BEGIN

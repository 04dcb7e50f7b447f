//! Shared types for coursemark
//!
//! This crate holds the output contract of the content pipeline: the
//! flattened modules and courses a serving layer renders, and the
//! diagnostics an editor or CI job displays.

use serde::{Deserialize, Serialize};
use std::fmt;

/// Visibility tier of a content file, ordered from least to most restrictive.
#[derive(
    Debug, Clone, Copy, Default, PartialEq, Eq, Hash, PartialOrd, Ord, Serialize, Deserialize,
)]
#[serde(rename_all = "lowercase")]
pub enum ContentTier {
    #[default]
    Production,
    Wip,
    Ignored,
}

impl ContentTier {
    pub fn as_str(&self) -> &'static str {
        match self {
            ContentTier::Production => "production",
            ContentTier::Wip => "wip",
            ContentTier::Ignored => "ignored",
        }
    }

    /// Error category for diagnostics raised in a file of this tier
    pub fn category(&self) -> Option<ErrorCategory> {
        match self {
            ContentTier::Production => Some(ErrorCategory::Production),
            ContentTier::Wip => Some(ErrorCategory::Wip),
            ContentTier::Ignored => None,
        }
    }
}

impl fmt::Display for ContentTier {
    fn fmt(&self, f: &mut fmt::Formatter<'_>) -> fmt::Result {
        f.write_str(self.as_str())
    }
}

#[derive(Debug, Clone, Copy, PartialEq, Eq, Hash, Serialize, Deserialize)]
#[serde(rename_all = "lowercase")]
pub enum Severity {
    Error,
    Warning,
}

impl fmt::Display for Severity {
    fn fmt(&self, f: &mut fmt::Formatter<'_>) -> fmt::Result {
        match self {
            Severity::Error => f.write_str("error"),
            Severity::Warning => f.write_str("warning"),
        }
    }
}

#[derive(Debug, Clone, Copy, PartialEq, Eq, Hash, Serialize, Deserialize)]
#[serde(rename_all = "lowercase")]
pub enum ErrorCategory {
    Production,
    Wip,
}

/// A located problem found in the content.
///
/// Content errors are data: the pipeline collects them and keeps going.
#[derive(Debug, Clone, PartialEq, Serialize, Deserialize)]
#[serde(rename_all = "camelCase")]
pub struct ContentError {
    pub file: String,
    #[serde(default, skip_serializing_if = "Option::is_none")]
    pub line: Option<usize>,
    pub message: String,
    #[serde(default, skip_serializing_if = "Option::is_none")]
    pub suggestion: Option<String>,
    pub severity: Severity,
    #[serde(default, skip_serializing_if = "Option::is_none")]
    pub category: Option<ErrorCategory>,
}

impl ContentError {
    pub fn new(severity: Severity, file: impl Into<String>, message: impl Into<String>) -> Self {
        Self {
            file: file.into(),
            line: None,
            message: message.into(),
            suggestion: None,
            severity,
            category: None,
        }
    }

    pub fn error(file: impl Into<String>, message: impl Into<String>) -> Self {
        Self::new(Severity::Error, file, message)
    }

    pub fn warning(file: impl Into<String>, message: impl Into<String>) -> Self {
        Self::new(Severity::Warning, file, message)
    }

    pub fn at_line(mut self, line: usize) -> Self {
        self.line = Some(line);
        self
    }

    pub fn at(mut self, line: Option<usize>) -> Self {
        self.line = line;
        self
    }

    pub fn with_suggestion(mut self, suggestion: impl Into<String>) -> Self {
        self.suggestion = Some(suggestion.into());
        self
    }

    pub fn with_category(mut self, category: ErrorCategory) -> Self {
        self.category = Some(category);
        self
    }

    pub fn is_error(&self) -> bool {
        self.severity == Severity::Error
    }

    pub fn is_warning(&self) -> bool {
        self.severity == Severity::Warning
    }
}

impl fmt::Display for ContentError {
    fn fmt(&self, f: &mut fmt::Formatter<'_>) -> fmt::Result {
        match self.line {
            Some(line) => write!(f, "{}:{}: {}: {}", self.file, line, self.severity, self.message)?,
            None => write!(f, "{}: {}: {}", self.file, self.severity, self.message)?,
        }
        if let Some(suggestion) = &self.suggestion {
            write!(f, " ({})", suggestion)?;
        }
        Ok(())
    }
}

/// Display metadata inlined from the lens source (article or video)
#[derive(Debug, Clone, Default, PartialEq, Serialize, Deserialize)]
#[serde(rename_all = "camelCase")]
pub struct SectionMeta {
    #[serde(default, skip_serializing_if = "Option::is_none")]
    pub title: Option<String>,
    #[serde(default, skip_serializing_if = "Option::is_none")]
    pub author: Option<String>,
    #[serde(default, skip_serializing_if = "Option::is_none")]
    pub channel: Option<String>,
    #[serde(default, skip_serializing_if = "Option::is_none")]
    pub source_url: Option<String>,
}

#[derive(Debug, Clone, Copy, PartialEq, Eq, Hash, Serialize, Deserialize)]
#[serde(rename_all = "kebab-case")]
pub enum SectionKind {
    Page,
    LensArticle,
    LensVideo,
    // Legacy module blocks
    Text,
    Article,
    Video,
    Chat,
}

impl SectionKind {
    pub fn as_str(&self) -> &'static str {
        match self {
            SectionKind::Page => "page",
            SectionKind::LensArticle => "lens-article",
            SectionKind::LensVideo => "lens-video",
            SectionKind::Text => "text",
            SectionKind::Article => "article",
            SectionKind::Video => "video",
            SectionKind::Chat => "chat",
        }
    }
}

/// A render-ready section of a flattened module
#[derive(Debug, Clone, PartialEq, Serialize, Deserialize)]
#[serde(rename_all = "camelCase")]
pub struct Section {
    #[serde(rename = "type")]
    pub kind: SectionKind,
    pub meta: SectionMeta,
    pub segments: Vec<Segment>,
    pub optional: bool,
    pub content_id: Option<String>,
    pub learning_outcome_id: Option<String>,
}

impl Section {
    pub fn new(kind: SectionKind, meta: SectionMeta) -> Self {
        Self {
            kind,
            meta,
            segments: Vec::new(),
            optional: false,
            content_id: None,
            learning_outcome_id: None,
        }
    }

    /// Title for diagnostics, falling back to the section type
    pub fn label(&self) -> &str {
        self.meta.title.as_deref().unwrap_or(self.kind.as_str())
    }
}

#[derive(Debug, Clone, PartialEq, Serialize, Deserialize)]
#[serde(tag = "type", rename_all = "kebab-case", rename_all_fields = "camelCase")]
pub enum Segment {
    Text {
        content: String,
    },
    ArticleExcerpt {
        content: String,
        #[serde(default, skip_serializing_if = "Option::is_none")]
        collapsed_before: Option<String>,
        #[serde(default, skip_serializing_if = "Option::is_none")]
        collapsed_after: Option<String>,
    },
    VideoExcerpt {
        /// Start in seconds
        from: f64,
        /// End in seconds; `None` runs to the end of the transcript
        to: Option<f64>,
        transcript: String,
    },
    Chat {
        instructions: String,
        hide_previous_content_from_user: bool,
        hide_previous_content_from_tutor: bool,
    },
    Question {
        content: String,
        #[serde(default, skip_serializing_if = "Option::is_none")]
        assessment_instructions: Option<String>,
        #[serde(default, skip_serializing_if = "Option::is_none")]
        max_time: Option<String>,
        #[serde(default, skip_serializing_if = "Option::is_none")]
        max_chars: Option<u32>,
        enforce_voice: bool,
    },
}

impl Segment {
    pub fn kind_name(&self) -> &'static str {
        match self {
            Segment::Text { .. } => "text",
            Segment::ArticleExcerpt { .. } => "article-excerpt",
            Segment::VideoExcerpt { .. } => "video-excerpt",
            Segment::Chat { .. } => "chat",
            Segment::Question { .. } => "question",
        }
    }

    /// The field a reader actually sees; it must never be blank
    pub fn primary_text(&self) -> &str {
        match self {
            Segment::Text { content } => content,
            Segment::ArticleExcerpt { content, .. } => content,
            Segment::VideoExcerpt { transcript, .. } => transcript,
            Segment::Chat { instructions, .. } => instructions,
            Segment::Question { content, .. } => content,
        }
    }

    pub fn primary_field(&self) -> &'static str {
        match self {
            Segment::VideoExcerpt { .. } => "transcript",
            Segment::Chat { .. } => "instructions",
            _ => "content",
        }
    }
}

/// A module with every lens and learning outcome reference inlined
#[derive(Debug, Clone, PartialEq, Serialize, Deserialize)]
#[serde(rename_all = "camelCase")]
pub struct FlattenedModule {
    pub slug: String,
    pub title: String,
    pub content_id: Option<String>,
    pub sections: Vec<Section>,
    #[serde(default, skip_serializing_if = "Option::is_none")]
    pub error: Option<String>,
    #[serde(default, skip_serializing_if = "Vec::is_empty")]
    pub warnings: Vec<String>,
}

#[derive(Debug, Clone, PartialEq, Serialize, Deserialize)]
#[serde(tag = "type", rename_all = "lowercase")]
pub enum ProgressionItem {
    Module {
        slug: String,
        #[serde(default)]
        optional: bool,
    },
    Meeting {
        number: u32,
    },
}

#[derive(Debug, Clone, PartialEq, Serialize, Deserialize)]
pub struct Course {
    pub slug: String,
    pub title: String,
    pub progression: Vec<ProgressionItem>,
}

impl Course {
    /// Slugs of the modules in progression order
    pub fn module_slugs(&self) -> Vec<&str> {
        self.progression
            .iter()
            .filter_map(|item| match item {
                ProgressionItem::Module { slug, .. } => Some(slug.as_str()),
                ProgressionItem::Meeting { .. } => None,
            })
            .collect()
    }
}

/// An external URL referenced by content, checked by a separate job
#[derive(Debug, Clone, PartialEq, Eq, Serialize, Deserialize)]
pub struct UrlToValidate {
    pub url: String,
    pub file: String,
    #[serde(default, skip_serializing_if = "Option::is_none")]
    pub line: Option<usize>,
    pub label: String,
}

/// Everything one pass over a content snapshot produces
#[derive(Debug, Clone, Default, PartialEq, Serialize, Deserialize)]
#[serde(rename_all = "camelCase")]
pub struct ProcessResult {
    pub modules: Vec<FlattenedModule>,
    pub courses: Vec<Course>,
    pub errors: Vec<ContentError>,
    pub urls_to_validate: Vec<UrlToValidate>,
}

impl ProcessResult {
    pub fn error_count(&self) -> usize {
        self.errors.iter().filter(|e| e.is_error()).count()
    }

    pub fn warning_count(&self) -> usize {
        self.errors.iter().filter(|e| e.is_warning()).count()
    }

    pub fn find_module(&self, slug: &str) -> Option<&FlattenedModule> {
        self.modules.iter().find(|m| m.slug == slug)
    }

    pub fn find_course(&self, slug: &str) -> Option<&Course> {
        self.courses.iter().find(|c| c.slug == slug)
    }
}
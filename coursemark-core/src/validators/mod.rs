//! Checks that run once over the whole pass, after parsing and flattening.
//!
//! Validators only read their inputs and return diagnostics.

pub mod directories;
pub mod output;
pub mod slugs;
pub mod timestamps;
pub mod uuids;

pub use directories::validate_directories;
pub use output::validate_output;
pub use slugs::{validate_slugs, SlugEntry};
pub use timestamps::validate_timestamp_pairs;
pub use uuids::{validate_uuids, UuidEntry};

END

Each line above that contains the word "over" must be copied.

/// Everything one pass over a content snapshot produces
//! Checks that run once over the whole pass, after parsing and flattening.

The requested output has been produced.